Rechtsextreme: Hass auf Muslime statt Judenhass

Angriffsziele und Hetze von Rechtsextremisten verlagern sich international zunehmend von Juden auf Muslime. Das beobachtet auch die Salzburger Historikerin Helga Embacher, die den Antisemitismus wissenschaftlich untersucht und dokumentiert.

Neonazi

dpa/Rene Tillmann

Bei einer Diskussion in Salzburg über Rechtsextremismus am Donnerstagabend sagte die Historikerin Helga Embacher von der Universität Salzburg, nicht nur unter Rechtsextremen, auch unter rechtspopulistischen Politikern werde es zunehmend Mode, sich mit bestimmten Politikern in Israel zu solidarisieren.
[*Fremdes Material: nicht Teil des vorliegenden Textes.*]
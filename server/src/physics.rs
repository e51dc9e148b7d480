use serde::Serialize;

///Represents a vector in 2D space.
#[derive(Debug, Clone, Copy, Serialize, Default)]
pub struct Vector2 {
    ///Value along the x-axis.
    /// Positive direction is to the right.
    pub x: f32,
    ///Value along the y-axis.
    /// Positive direction is up.
    pub y: f32,
}

impl Vector2 {
    ///Returns the magnitude of the vector.
    pub fn magnitude(&self) -> f32 {
        (self.x * self.x + self.y * self.y).sqrt()
    }

    ///Returns the normalized vector.
    pub fn normalize(&self) -> Vector2 {
        let mag = self.magnitude();
        if mag == 0.0 {
            Vector2 { x: 0.0, y: 0.0 }
        } else {
            Vector2 {
                x: self.x / mag,
                y: self.y / mag,
            }
        }
    }

    ///Returns the scaled vector.
    pub fn scale(&self, scalar: f32) -> Vector2 {
        Vector2 {
            x: self.x * scalar,
            y: self.y * scalar,
        }
    }

    ///Returns the sum of two vectors.
    pub fn add(&self, other: &Vector2) -> Vector2 {
        Vector2 {
            x: self.x + other.x,
            y: self.y + other.y,
        }
    }
}

///Represents a static object in 2D space.
#[derive(Debug, Clone, Copy, Serialize)]
pub struct Object {
    pub width: f32,
    pub height: f32,
    ///The positional center of the object.
    pub position: Vector2,
}

impl Default for Object {
    fn default() -> Self {
        Object {
            width: 1.0,
            height: 1.0,
            position: Vector2::default(),
        }
    }
}

///Represents an dynamic object in 2D space.
#[derive(Debug, Clone, Copy, Serialize)]
pub struct DynamicObject {
    pub object: Object,
    pub velocity: Vector2,
    pub acceleration: Vector2,
    pub max_speed: f32,
    pub gravity: f32,
    pub grounded: bool,
}

impl Default for DynamicObject {
    fn default() -> Self {
        DynamicObject {
            object: Object::default(),
            velocity: Vector2::default(),
            acceleration: Vector2::default(),
            max_speed: 2.0,
            gravity: 9.81,
            grounded: bool::default(),
        }
    }
}

impl DynamicObject {
    ///Simulates physics on the dynamic object.
    pub fn simulate(&mut self, dt: f32) {
        // Apply gravity to vertical acceleration
        let mut total_acceleration = self.acceleration;
        total_acceleration.y -= self.gravity;

        // Update velocity calculated byw acceleration
        self.velocity = self.velocity.add(&total_acceleration.scale(dt));

        // Clamp velocity to max_speed
        let speed = self.velocity.magnitude();
        if speed > self.max_speed {
            self.velocity = self.velocity.normalize().scale(self.max_speed);
        }

        // Update position based on velocity
        self.object.position = self.object.position.add(&self.velocity.scale(dt));
    }

    ///Checks for and resolves collisions between the dynamic object and a collection of objects.
    ///Returns true if any collision was detected and resolved.
    pub fn resolve_collisions(&mut self, others: &[Object]) -> bool {
        let mut collided = false;
        for other in others {
            // Calculate the bounds of both objects (position is center)
            let self_left = self.object.position.x - self.object.width / 2.0;
            let self_right = self.object.position.x + self.object.width / 2.0;
            let self_top = self.object.position.y + self.object.height / 2.0;
            let self_bottom = self.object.position.y - self.object.height / 2.0;

            let other_left = other.position.x - other.width / 2.0;
            let other_right = other.position.x + other.width / 2.0;
            let other_top = other.position.y + other.height / 2.0;
            let other_bottom = other.position.y - other.height / 2.0;

            // Check for collision using AABB (Axis-Aligned Bounding Box) intersection
            let collision = !(self_right <= other_left
                || self_left >= other_right
                || self_bottom >= other_top
                || self_top <= other_bottom);

            if collision {
                // Calculate overlap amounts (use corrected bounds here)
                let overlap_x = (self_right.min(other_right) - self_left.max(other_left)).abs();
                let overlap_y = (self_top.min(other_top) - self_bottom.max(other_bottom)).abs();

                // Determine which axis had the shallowest penetration and resolve along that axis
                if overlap_x < overlap_y {
                    // Horizontal collision
                    if self.object.position.x < other.position.x {
                        // Self is to the left of other, move self left
                        self.object.position.x = other_left - self.object.width / 2.0;
                    } else {
                        // Self is to the right of other, move self right
                        self.object.position.x = other_right + self.object.width / 2.0;
                    }
                    // Stop horizontal movement
                    self.velocity.x = 0.0;
                    self.acceleration.x = 0.0;
                } else {
                    // Vertical collision
                    if self.object.position.y < other.position.y {
                        self.object.position.y = other_bottom + self.object.height / 2.0;
                    } else {
                        self.object.position.y = other_top + self.object.height / 2.0;
                    }
                    self.velocity.y = 0.0;
                    if self.velocity.y < 0.0 {
                        self.acceleration.y = 0.0;
                    }
                }
                collided = true;
            }
        }
        collided
    }

    /// Checks if the dynamic object is grounded against any object in the collection.
    /// Updates the grounded property and returns true if it is.
    pub fn check_grounded(&mut self, others: &[Object]) {
        let tolerance = 0.1;

        let self_left = self.object.position.x - self.object.width / 2.0;
        let self_right = self.object.position.x + self.object.width / 2.0;
        let self_bottom = self.object.position.y - self.object.height / 2.0;

        for other in others {
            let other_left = other.position.x - other.width / 2.0;
            let other_right = other.position.x + other.width / 2.0;
            let other_top = other.position.y + other.height / 2.0;

            let horizontal_overlap = self_right > other_left && self_left < other_right;
            let vertical_touching = (self_bottom - other_top).abs() < tolerance;

            if horizontal_overlap && vertical_touching && self.object.position.y > other.position.y
            {
                return self.grounded = true;
            }
        }
        self.grounded = false
    }
}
Beispielsweise habe auch FPÖ-Obmann Heinz-Christian Strache vor einiger Zeit Israel besucht und dort mit Leuten Kontakte geknüpft, deren Politik sich gegen muslimische Araber und Palästinenser richtet.
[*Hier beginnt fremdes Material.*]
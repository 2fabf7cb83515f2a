//! Identifier and display-code generators.
//!
//! Ids are opaque and only need to be unique. Order numbers and payment
//! reference codes are shown to people, so they stay short and readable.

use chrono::Utc;
use rand::Rng;

fn unique_id(prefix: &str) -> String {
    let millis = Utc::now().timestamp_millis();
    let suffix: u32 = rand::thread_rng().gen();
    format!("{}_{}_{:08x}", prefix, millis, suffix)
}

/// `order_<unix millis>_<random hex>`
pub fn generate_order_id() -> String {
    unique_id("order")
}

/// `pay_<unix millis>_<random hex>`
pub fn generate_payment_id() -> String {
    unique_id("pay")
}

/// `ORD-<YYYYMMDD>-<4 digits>`
pub fn generate_order_number() -> String {
    let digits: u16 = rand::thread_rng().gen_range(1000..=9999);
    format!("ORD-{}-{}", Utc::now().format("%Y%m%d"), digits)
}

/// `PAY-<unix millis>-<4 digits>`
pub fn generate_reference_code() -> String {
    let digits: u16 = rand::thread_rng().gen_range(1000..=9999);
    format!("PAY-{}-{}", Utc::now().timestamp_millis(), digits)
}
//! Ledger integration tests.

mod reconciliation;
mod revenue;
mod events;
mod concurrency;
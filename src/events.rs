//! Ledger events for external observers (dashboards, audit feeds).
//!
//! Every ledger operation collects its events while it runs and publishes
//! them only once all of its writes, reconciliation included, have settled.
//! Listeners receive the event as a JSON string.

use std::sync::Mutex;

use event_emitter_rs::EventEmitter;
use rust_decimal::Decimal;
use serde::{Deserialize, Serialize};

use crate::error::LedgerResult;
use crate::lock::LockError;
use crate::order::OrderStatus;
use crate::payment::PaymentStatus;

/// Something observable that happened in the ledger.
#[derive(Clone, Debug, PartialEq, Serialize, Deserialize)]
#[serde(tag = "event", rename_all_fields = "camelCase")]
pub enum LedgerEvent {
    OrderCreated {
        order_id: String,
        order_number: String,
        user_id: String,
        total: Decimal,
    },
    OrderStatusChanged {
        order_id: String,
        from: OrderStatus,
        to: OrderStatus,
    },
    OrderItemsUpdated {
        order_id: String,
        total: Decimal,
    },
    OrderDeleted {
        order_id: String,
    },
    PaymentCreated {
        payment_id: String,
        order_id: String,
        amount: Decimal,
        status: PaymentStatus,
    },
    PaymentStatusChanged {
        payment_id: String,
        order_id: String,
        from: PaymentStatus,
        to: PaymentStatus,
    },
    PaymentDeleted {
        payment_id: String,
        order_id: String,
    },
    OrderPaid {
        order_id: String,
        payment_id: String,
        status: OrderStatus,
    },
    OrderUnpaid {
        order_id: String,
        status: OrderStatus,
    },
    ReconciliationFailed {
        payment_id: String,
        order_id: String,
        reason: String,
    },
}

impl LedgerEvent {
    pub const NAMES: [&'static str; 10] = [
        "OrderCreated",
        "OrderStatusChanged",
        "OrderItemsUpdated",
        "OrderDeleted",
        "PaymentCreated",
        "PaymentStatusChanged",
        "PaymentDeleted",
        "OrderPaid",
        "OrderUnpaid",
        "ReconciliationFailed",
    ];

    /// The name listeners subscribe to.
    pub fn name(&self) -> &'static str {
        match self {
            LedgerEvent::OrderCreated { .. } => "OrderCreated",
            LedgerEvent::OrderStatusChanged { .. } => "OrderStatusChanged",
            LedgerEvent::OrderItemsUpdated { .. } => "OrderItemsUpdated",
            LedgerEvent::OrderDeleted { .. } => "OrderDeleted",
            LedgerEvent::PaymentCreated { .. } => "PaymentCreated",
            LedgerEvent::PaymentStatusChanged { .. } => "PaymentStatusChanged",
            LedgerEvent::PaymentDeleted { .. } => "PaymentDeleted",
            LedgerEvent::OrderPaid { .. } => "OrderPaid",
            LedgerEvent::OrderUnpaid { .. } => "OrderUnpaid",
            LedgerEvent::ReconciliationFailed { .. } => "ReconciliationFailed",
        }
    }

    /// Parse a payload received by a listener.
    pub fn from_payload(payload: &str) -> Result<Self, serde_json::Error> {
        serde_json::from_str(payload)
    }
}

/// Listener registry backed by the `event_emitter_rs` emitter.
///
/// Listeners run on the emitter's own threads, so they must not assume they
/// are called before the publishing operation returns.
pub struct LedgerEvents {
    emitter: Mutex<EventEmitter>,
}

impl Default for LedgerEvents {
    fn default() -> Self {
        LedgerEvents {
            emitter: Mutex::new(EventEmitter::new()),
        }
    }
}

impl LedgerEvents {
    pub fn new() -> Self {
        Self::default()
    }

    /// Register a listener for one event name. Returns the listener id.
    pub fn on<F>(&self, event: &str, listener: F) -> LedgerResult<String>
    where
        F: Fn(String) + Send + Sync + 'static,
    {
        let mut emitter = self
            .emitter
            .lock()
            .map_err(|_| LockError::Poisoned("event emitter poisoned".into()))?;
        Ok(emitter.on(event, listener))
    }

    /// Publish a batch of events.
    pub(crate) fn publish(&self, events: Vec<LedgerEvent>) {
        if events.is_empty() {
            return;
        }
        let mut emitter = match self.emitter.lock() {
            Ok(emitter) => emitter,
            Err(_) => {
                tracing::warn!(dropped = events.len(), "event emitter poisoned, dropping events");
                return;
            }
        };
        for event in events {
            match serde_json::to_string(&event) {
                Ok(payload) => {
                    tracing::trace!(event = event.name(), "publishing ledger event");
                    emitter.emit(event.name(), payload);
                }
                Err(err) => {
                    tracing::warn!(event = event.name(), error = %err, "could not encode ledger event");
                }
            }
        }
    }
}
Doppelter Boden des Antisemitismus?

Und auch der holländische Rechtsaußen-Politiker Geert Wilders betone stolz, in Israel gelebt und gearbeitet zu haben, sagt Historikerin Embacher: „Damit präsentieren sich solche Politiker zunehmend als `Beschützer der Juden`. Das muss man natürlich sehr stark hinterfragen, denn damit kann eine Islamfeindlichkeit gerechtfertigt werden.“

Embacher betont, generell könne man aber nicht sagen, die Rechte wäre nun nicht mehr antisemitisch: „Bei bestimmten Anlässen kommt der traditionelle Antisemitismus wieder zum Vorschein - zum Beispiel auch gepaart mit Antiamerikanismus. Aber so vordergründig antisemitisch wie früher ist man nicht mehr.“

Umstrittener Ball der Burschenschaften

Debatten über möglichen Rechtsradikalismus und seine Netzwerke beherrschen seit Wochen auch Österreichs Innenpolitik. Es geht dabei um einen umstrittenen Ball in Wien, der Freitagabend über die Bühne geht. Unter den 3.000 erwarteten Demonstranten gegen diesen „Ball des Wiener Korporationsringes“ (WKR) in der Hofburg werden auch Salzburger Studenten sein.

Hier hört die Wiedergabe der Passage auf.